Abstract

Introduction. The syndrome of arterial hypertension (AH) can be in patients with functioning and non-functioning masses of the adrenal glands which requires a thorough examination to exclude secon¬dary AH of origin. Aim. Identification of clinical, laboratory and radiological features of the AH syndrome in pheochromocytoma (PCC) and adrenocortical adrenal adenoma (incidentaloma). Materials and methods. A retrospective analysis of the clinic, biochemical, hormonal, radiological methods of examination was carried out in 15 patients referred for surgical treatment with a diagnosis of pheochromocytoma. During the postoperative histological examination of the removed masses of the adrenal glands, the diagnosis of PCC was confirmed in 8 out of 15 patients, in 7 patients instead of PCC, adrenocortical adenoma of was diagnosed. Results. Comparative analysis of the results of clinical, laboratory and radiological examination of patients with PCC and non-functioning adrenocortical adenoma with arterial hypertension syndrome showed that arterial hypertension syndrome in PCC has the following features: a crisis course of hypertension with its characteristic symptoms (headache, tremor, profuse sweating, palpitations), passing without treatment with the development of severe weakness after the crisis.
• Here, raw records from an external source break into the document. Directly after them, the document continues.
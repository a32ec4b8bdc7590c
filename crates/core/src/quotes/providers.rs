use std::str::FromStr;
use std::sync::Arc;

use folio_market_data::{ManualProvider, MarketDataProvider, YahooProvider};
use log::info;

use crate::errors::{Error, Result};

/// Quote providers that can be enabled by name.
#[derive(Debug, Clone, Copy, PartialEq, Eq)]
pub enum ProviderKind {
    Manual,
    Yahoo,
}

impl FromStr for ProviderKind {
    type Err = Error;

    fn from_str(s: &str) -> Result<Self> {
        match s.trim().to_lowercase().as_str() {
            "manual" => Ok(ProviderKind::Manual),
            "yahoo" => Ok(ProviderKind::Yahoo),
            other => Err(Error::invalid_input(format!(
                "Unknown quote provider '{}'. Expected 'manual' or 'yahoo'",
                other
            ))),
        }
    }
}

impl ProviderKind {
    /// Parses a comma-separated provider list, skipping blanks and repeats.
    pub fn parse_list(value: &str) -> Result<Vec<ProviderKind>> {
        let mut kinds = Vec::new();
        for part in value.split(',').filter(|p| !p.trim().is_empty()) {
            let kind = ProviderKind::from_str(part)?;
            if !kinds.contains(&kind) {
                kinds.push(kind);
            }
        }
        Ok(kinds)
    }
}

/// Instantiates the enabled providers.
///
/// `manual_prices` is a `SYMBOL=PRICE,...` table for the manual provider.
pub async fn build_providers(
    kinds: &[ProviderKind],
    manual_prices: &str,
) -> Result<Vec<Arc<dyn MarketDataProvider>>> {
    let mut providers: Vec<Arc<dyn MarketDataProvider>> = Vec::with_capacity(kinds.len());
    for kind in kinds {
        match kind {
            ProviderKind::Manual => {
                let manual = ManualProvider::from_price_table(manual_prices)?;
                info!("Manual quote provider loaded with {} prices", manual.len());
                providers.push(Arc::new(manual));
            }
            ProviderKind::Yahoo => {
                providers.push(Arc::new(YahooProvider::new().await?));
                info!("Yahoo quote provider initialized");
            }
        }
    }
    Ok(providers)
}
Patients with PCC, compared with patients with adrenocortical adenoma, had a lower body mass, high levels of metanephrine, and on computed tomography (CT), the tumors were larger with high contrast uptake in the unenhanced and delayed phases. The reasons for the overdiagnosis of PCC in patients with adrenocortical adenoma in the presence of hypertension were: underestimation of clinical manifestations and an increase in the level of normetanephrine in daily urine, as well as a slight increase in the unenhanced density of contrast uptake on CT in 2 of 7 patients.